One more time: if you have a company-directed 401(k) then it probably owns part of a mutual fund, which is a basket of any number of stocks – usually around 80-100. Do you have time to measure the positive and negative indicators of 80 stocks? Probably not. That’s what fund managers and investment analysts are for.

If you rely on them, you’re not taking ownership of your finances. You’re passing the buck, almost literally. How many 401(k)s counted General Motors as a component a couple of years ago? You know, the most disastrously managed company in the history of American commerce*? When GM stock sank and ultimately got delisted – to say nothing of Fannie Mae, Freddie Mac, and other government wards that our elected officials insist on keeping on life support – how many of the people who indirectly held it via their mutual funds cared or noticed?

Would you like to know how to do this? If we taught you how to fish, would you ever worry again about going hungry?
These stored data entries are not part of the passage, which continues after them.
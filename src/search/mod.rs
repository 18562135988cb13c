//! Hyperparameter search previews.
//!
//! `SearchSimulator` drives a pluggable `SearchMethod` in a null environment;
//! `SignatureGrouper` folds the resulting trial plans into groups of
//! identical plans with occurrence counts.

pub mod grouping;
pub mod hparams;
pub mod method;
pub mod operation;
pub mod simulator;

pub use grouping::{Signature, SignatureGrouper, SimulationGroup};
pub use hparams::{Hyperparameter, HyperparameterSpace, Hyperparameters};
pub use method::{
    Length, RawOperation, SearchContext, SearchMethod, SearcherOp, SingleSearch, TrialId, Unit,
};
pub use operation::{Operation, OperationSequence, TrainingUnit};
pub use simulator::{SearchSimulator, Simulation};

use serde::{Deserialize, Serialize};
use tracing::debug;

use crate::config::SimulationConfig;
use crate::error::{TrialScopeResult, ValidationError};

/// Searcher section of a preview request.
#[derive(Debug, Clone, PartialEq, Eq, Serialize, Deserialize)]
#[serde(tag = "name", rename_all = "snake_case")]
pub enum SearcherConfig {
    /// One trial trained for `max_length`.
    Single {
        /// Metric the searcher would optimize.
        metric: String,
        /// Training length of the trial.
        max_length: Length,
    },
}

impl SearcherConfig {
    /// Checks the configuration describes a runnable search.
    ///
    /// # Errors
    /// - `InvalidConfig` for an empty metric name or a zero training length
    pub fn validate(&self) -> Result<(), ValidationError> {
        match self {
            Self::Single { metric, .. } if metric.is_empty() => Err(ValidationError::InvalidConfig {
                field: "searcher.metric".to_string(),
                reason: "must not be empty".to_string(),
            }),
            Self::Single { max_length, .. } if max_length.units == 0 => {
                Err(ValidationError::InvalidConfig {
                    field: "searcher.max_length".to_string(),
                    reason: "must be at least one unit".to_string(),
                })
            }
            Self::Single { .. } => Ok(()),
        }
    }

    /// Instantiates the search method this configuration describes.
    #[must_use]
    pub fn build(&self) -> Box<dyn SearchMethod + Send> {
        match self {
            Self::Single { max_length, .. } => Box::new(SingleSearch::new(max_length.clone())),
        }
    }
}

/// Everything a preview needs besides the seed.
#[derive(Debug, Clone, PartialEq, Serialize, Deserialize)]
pub struct PreviewConfig {
    /// Which search method to simulate.
    pub searcher: SearcherConfig,
    /// Space the method samples from.
    #[serde(default)]
    pub hyperparameters: HyperparameterSpace,
}

/// Grouped result of a simulated search.
#[derive(Debug, Clone, PartialEq, Eq, Serialize)]
pub struct SearchPreview {
    /// Seed the simulation ran with.
    pub seed: u64,
    /// Distinct trial plans in first-seen order.
    pub groups: Vec<SimulationGroup>,
}

/// Simulates `method` with `seed` and groups the trial plans.
///
/// # Errors
/// Any simulation error; no partial grouping is returned.
pub fn preview_search(
    method: &mut dyn SearchMethod,
    space: HyperparameterSpace,
    seed: u64,
    config: &SimulationConfig,
) -> TrialScopeResult<SearchPreview> {
    let simulation = SearchSimulator::new(seed, space)
        .with_config(config)
        .run(method)?;

    let trials = simulation.trials.len();
    let grouper: SignatureGrouper = simulation.trials.into_iter().collect();
    let groups = grouper.into_groups();
    debug!(seed, trials, groups = groups.len(), "search preview grouped");

    Ok(SearchPreview {
        seed: simulation.seed,
        groups,
    })
}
If we taught you how to weigh yourself, would that information come in handy for your next doctor’s appointment or Army special ops recruiting signup?

Understanding financial statements is more intricate than stepping on a scale, but not by much.
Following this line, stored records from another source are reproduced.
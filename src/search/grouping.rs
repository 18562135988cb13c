//! Groups simulated trial plans by structural identity.
//!
//! A `Signature` is an explicit, prefix-free byte encoding of an operation
//! sequence: a big-endian length, then one tag byte per operation followed by
//! fixed-width fields. Two sequences share a signature exactly when they are
//! element-wise identical. Groups are keyed on the encoding itself; the
//! `blake3` digest is only for display.

use std::collections::HashMap;
use std::fmt;

use serde::Serialize;

use super::operation::{Operation, OperationSequence, TrainingUnit};

const TAG_TRAIN: u8 = 0x01;
const TAG_VALIDATE: u8 = 0x02;
const TAG_CHECKPOINT: u8 = 0x03;

const UNIT_RECORDS: u8 = 0x01;
const UNIT_BATCHES: u8 = 0x02;
const UNIT_EPOCHS: u8 = 0x03;

/// Canonical content key of an operation sequence.
#[derive(Clone, PartialEq, Eq, Hash)]
pub struct Signature(Vec<u8>);

impl Signature {
    /// Encodes `sequence`.
    #[must_use]
    pub fn of(sequence: &OperationSequence) -> Self {
        let ops = sequence.operations();
        let mut buf = Vec::with_capacity(8 + ops.len() * 6);
        buf.extend_from_slice(&(ops.len() as u64).to_be_bytes());
        for op in ops {
            match *op {
                Operation::Train { unit, count } => {
                    buf.push(TAG_TRAIN);
                    buf.push(match unit {
                        TrainingUnit::Records => UNIT_RECORDS,
                        TrainingUnit::Batches => UNIT_BATCHES,
                        TrainingUnit::Epochs => UNIT_EPOCHS,
                    });
                    buf.extend_from_slice(&count.to_be_bytes());
                }
                Operation::Validate => buf.push(TAG_VALIDATE),
                Operation::Checkpoint => buf.push(TAG_CHECKPOINT),
            }
        }
        Self(buf)
    }

    /// Short stable digest of the encoding.
    #[must_use]
    pub fn digest(&self) -> blake3::Hash {
        blake3::hash(&self.0)
    }
}

impl fmt::Debug for Signature {
    fn fmt(&self, f: &mut fmt::Formatter<'_>) -> fmt::Result {
        write!(f, "Signature({})", self.digest())
    }
}

impl fmt::Display for Signature {
    fn fmt(&self, f: &mut fmt::Formatter<'_>) -> fmt::Result {
        fmt::Display::fmt(&self.digest(), f)
    }
}

/// Trials sharing one plan.
#[derive(Debug, Clone, PartialEq, Eq, Serialize)]
pub struct SimulationGroup {
    /// Key shared by every member.
    #[serde(skip)]
    pub signature: Signature,
    /// The first sequence seen with this signature.
    pub representative: OperationSequence,
    /// Number of trials with this plan.
    pub occurrences: usize,
}

/// Folds sequences into groups, preserving first-seen order.
#[derive(Debug, Default)]
pub struct SignatureGrouper {
    index: HashMap<Signature, usize>,
    groups: Vec<SimulationGroup>,
}

impl SignatureGrouper {
    /// An empty grouper.
    #[must_use]
    pub fn new() -> Self {
        Self::default()
    }

    /// Adds one sequence, creating a group on first sight.
    pub fn add(&mut self, sequence: OperationSequence) {
        let signature = Signature::of(&sequence);
        if let Some(&i) = self.index.get(&signature) {
            self.groups[i].occurrences += 1;
            return;
        }
        self.index.insert(signature.clone(), self.groups.len());
        self.groups.push(SimulationGroup {
            signature,
            representative: sequence,
            occurrences: 1,
        });
    }

    /// Number of sequences added so far.
    #[must_use]
    pub fn total(&self) -> usize {
        self.groups.iter().map(|g| g.occurrences).sum()
    }

    /// Groups in first-seen order.
    #[must_use]
    pub fn groups(&self) -> &[SimulationGroup] {
        &self.groups
    }

    /// Consumes the grouper, returning groups in first-seen order.
    #[must_use]
    pub fn into_groups(self) -> Vec<SimulationGroup> {
        self.groups
    }
}

impl Extend<OperationSequence> for SignatureGrouper {
    fn extend<I: IntoIterator<Item = OperationSequence>>(&mut self, iter: I) {
        for sequence in iter {
            self.add(sequence);
        }
    }
}

impl FromIterator<OperationSequence> for SignatureGrouper {
    fn from_iter<I: IntoIterator<Item = OperationSequence>>(iter: I) -> Self {
        let mut grouper = Self::new();
        grouper.extend(iter);
        grouper
    }
}

#[cfg(test)]
mod tests {
    use super::*;

    use proptest::prelude::*;

    fn seq(ops: &[Operation]) -> OperationSequence {
        ops.iter().copied().collect()
    }

    #[test]
    fn identical_sequences_share_a_group() {
        let a = seq(&[Operation::train(TrainingUnit::Batches, 100), Operation::Validate]);
        let b = seq(&[Operation::train(TrainingUnit::Batches, 50), Operation::Checkpoint]);

        let grouper: SignatureGrouper = vec![a.clone(), b.clone(), a.clone(), a.clone()]
            .into_iter()
            .collect();
        let groups = grouper.groups();
        assert_eq!(groups.len(), 2);
        assert_eq!(groups[0].representative, a);
        assert_eq!(groups[0].occurrences, 3);
        assert_eq!(groups[1].representative, b);
        assert_eq!(groups[1].occurrences, 1);
        assert_eq!(grouper.total(), 4);
    }

    #[test]
    fn unit_and_count_both_distinguish() {
        let records = seq(&[Operation::train(TrainingUnit::Records, 1)]);
        let batches = seq(&[Operation::train(TrainingUnit::Batches, 1)]);
        let more = seq(&[Operation::train(TrainingUnit::Batches, 2)]);
        assert_ne!(Signature::of(&records), Signature::of(&batches));
        assert_ne!(Signature::of(&batches), Signature::of(&more));
    }

    #[test]
    fn prefix_is_not_confused_with_whole() {
        let short = seq(&[Operation::Validate]);
        let long = seq(&[Operation::Validate, Operation::Validate]);
        let empty = OperationSequence::new();
        assert_ne!(Signature::of(&short), Signature::of(&long));
        assert_ne!(Signature::of(&empty), Signature::of(&short));
    }

    #[test]
    fn digest_is_stable_and_displayed() {
        let s = Signature::of(&seq(&[Operation::Checkpoint]));
        assert_eq!(s.digest(), Signature::of(&seq(&[Operation::Checkpoint])).digest());
        assert_eq!(s.to_string().len(), 64);
        assert!(format!("{s:?}").starts_with("Signature("));
    }

    fn arb_operation() -> impl Strategy<Value = Operation> {
        prop_oneof![
            (0u8..3, -2i32..3).prop_map(|(u, count)| {
                let unit = match u {
                    0 => TrainingUnit::Records,
                    1 => TrainingUnit::Batches,
                    _ => TrainingUnit::Epochs,
                };
                Operation::train(unit, count)
            }),
            Just(Operation::Validate),
            Just(Operation::Checkpoint),
        ]
    }

    fn arb_sequence() -> impl Strategy<Value = OperationSequence> {
        prop::collection::vec(arb_operation(), 0..4).prop_map(OperationSequence::from)
    }

    proptest! {
        #[test]
        fn signature_equal_iff_sequences_equal(a in arb_sequence(), b in arb_sequence()) {
            prop_assert_eq!(Signature::of(&a) == Signature::of(&b), a == b);
        }

        #[test]
        fn occurrences_sum_to_input(seqs in prop::collection::vec(arb_sequence(), 0..40)) {
            let grouper: SignatureGrouper = seqs.iter().cloned().collect();
            prop_assert_eq!(grouper.total(), seqs.len());

            let groups = grouper.groups();
            for (i, g) in groups.iter().enumerate() {
                let members = seqs.iter().filter(|s| **s == g.representative).count();
                prop_assert_eq!(members, g.occurrences);
                for other in &groups[i + 1..] {
                    prop_assert_ne!(&g.representative, &other.representative);
                }
            }

            // First-seen order.
            let firsts: Vec<usize> = groups
                .iter()
                .map(|g| seqs.iter().position(|s| *s == g.representative).unwrap())
                .collect();
            prop_assert!(firsts.windows(2).all(|w| w[0] < w[1]));
        }
    }
}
We needed a guinea pig, so we went down the list of America’s most profitable companies, stopping when we found one whose public image is pristine enough that people don’t routinely bitch about the company. That eliminated ExxonMobil, Microsoft, Wal-Mart, Pfizer, Merck, Philip Morris etc. We ended up at company #22, Corning. Besides, the Cincinnati-based glass and ceramics maker is only America’s 414th largest company by revenue, meaning it must have healthy profit margins.
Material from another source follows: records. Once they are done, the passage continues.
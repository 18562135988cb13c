//! Entry point binding the collaborators to streams and previews.

use std::sync::Arc;

use crate::config::{SimulationConfig, StreamConfig};
use crate::error::{TrialScopeError, TrialScopeResult, ValidationError};
use crate::experiment::{ExperimentId, ExperimentState, MetricSelector};
use crate::search::{preview_search, PreviewConfig, SearchPreview};
use crate::storage::{Lifecycle, MetricStore};
use crate::stream::{MetricBatchPoller, MetricCatalogPoller};

/// Shared handle used by the transport layer to open streams and previews.
pub struct TrialScopeEngine {
    store: Arc<dyn MetricStore>,
    lifecycle: Arc<dyn Lifecycle>,
    stream_config: StreamConfig,
    simulation_config: SimulationConfig,
}

impl TrialScopeEngine {
    /// Creates an engine with default configuration.
    #[must_use]
    pub fn new(store: Arc<dyn MetricStore>, lifecycle: Arc<dyn Lifecycle>) -> Self {
        Self {
            store,
            lifecycle,
            stream_config: StreamConfig::default(),
            simulation_config: SimulationConfig::default(),
        }
    }

    /// Replaces the stream and simulation settings.
    ///
    /// # Errors
    /// - `InvalidConfig` if either section fails validation
    pub fn with_config(
        mut self,
        stream: StreamConfig,
        simulation: SimulationConfig,
    ) -> Result<Self, ValidationError> {
        stream.validate()?;
        simulation.validate()?;
        self.stream_config = stream;
        self.simulation_config = simulation;
        Ok(self)
    }

    /// Current stream settings.
    #[must_use]
    pub const fn stream_config(&self) -> &StreamConfig {
        &self.stream_config
    }

    /// Opens a metric-name stream for an existing experiment.
    ///
    /// # Errors
    /// - NotFound if the experiment does not exist
    pub fn metric_names_stream(
        &self,
        id: ExperimentId,
    ) -> TrialScopeResult<MetricCatalogPoller> {
        self.check_experiment_exists(id)?;
        Ok(MetricCatalogPoller::new(
            Arc::clone(&self.store),
            Arc::clone(&self.lifecycle),
            id,
        )
        .with_poll_interval(self.stream_config.poll_interval()))
    }

    /// Opens a metric-batch stream for an existing experiment.
    ///
    /// The selector is validated before any store access.
    ///
    /// # Errors
    /// - InvalidArgument unless exactly one metric name is given
    /// - NotFound if the experiment does not exist
    pub fn metric_batches_stream(
        &self,
        id: ExperimentId,
        training: Option<&str>,
        validation: Option<&str>,
    ) -> TrialScopeResult<MetricBatchPoller> {
        let selector = MetricSelector::from_request(training, validation)?;
        self.check_experiment_exists(id)?;
        Ok(MetricBatchPoller::new(
            Arc::clone(&self.store),
            Arc::clone(&self.lifecycle),
            id,
            selector,
        )
        .with_poll_interval(self.stream_config.poll_interval()))
    }

    /// Simulates the configured searcher and groups identical trial plans.
    ///
    /// # Errors
    /// - InvalidArgument for an invalid searcher or hyperparameter definition,
    ///   or when the method emits an unsupported operation
    pub fn preview_search(
        &self,
        config: &PreviewConfig,
        seed: u64,
    ) -> TrialScopeResult<SearchPreview> {
        config.searcher.validate()?;
        let mut method = config.searcher.build();
        preview_search(
            method.as_mut(),
            config.hyperparameters.clone(),
            seed,
            &self.simulation_config,
        )
    }

    fn check_experiment_exists(&self, id: ExperimentId) -> TrialScopeResult<ExperimentState> {
        self.lifecycle
            .state(id)
            .map_err(|e| TrialScopeError::storage(format!("checking if experiment {id} exists"), e))
    }
}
We then give Corning the EDGAR treatment. EDGAR is the Securities and Exchange Commission’s Electronic Data-Gathering, Analysis, and Retrieval system: it’s where publicly traded companies are required by law to post their financials, and it’s at sec.gov/edgar.shtml.

You bored yet? Probably. Fix yourself a sandwich, turn on some music, meet us back here in 5. Here’s a Magic Eye picture to keep you occupied:

The money page on EDGAR is this one. Enter the relevant name or ticker symbol. Corning’s is GLW, which the company’s website says stands for “Corning Glass Works”. Apparently Jacques Demers is their vice president of investor relations.

It’ll ask for a “Filing Type”. The one you want is called the 10-K, which is essentially a company’s annual report without all the PR bullcrap.

It’s an htm file, should be easy to access. But don’t read it, it’s as interesting as watching glaciers move. Just search for the following phrases:
Consolidated Statements of Income
(plural)
Consolidated Balance Sheets
Consolidated Statements of Cash Flows

 

There are other financial statements, but these are easily the most important. We’ll bang them out one at a time, starting with the income statement (a/k/a the “profit and loss statement”).

Look at a company’s financial statements, and you can learn more than you imagined. You’ll discover how much debt the company is carrying, and if it’s leveraging itself to the point where it’ll be tough to pay back all the people it’s borrowing from. You’ll be able to determine whether the company is consistently increasing profits year after year, or if it’s standing on a plateau. Or a cliff. You’ll distinguish legitimate assets that can help the company grow from overvalued ones that make little difference to the bottom line.

Sifting through this is a little dreary at first, but so what? You’re an adult: most of what you’re now doing is boring. Kids get to enjoy life: they don’t have to concern themselves with saving receipts and filing taxes and learning to keep the warranty cards for their household appliances. The trade-off is that kids are stupid and poor.

Perusing a 10-K is as convoluted as you want it to be. We promise to make it painless, or at least reasonably so.

Next up, the three major types of financial statements and how they work.

*GM easily gets the nod over Enron, which never created anything tangible and was never a significant cog in the economy to begin with. GM used to make tanks to flatten Nazis with. Now its primary output is Christmas baskets for union bosses.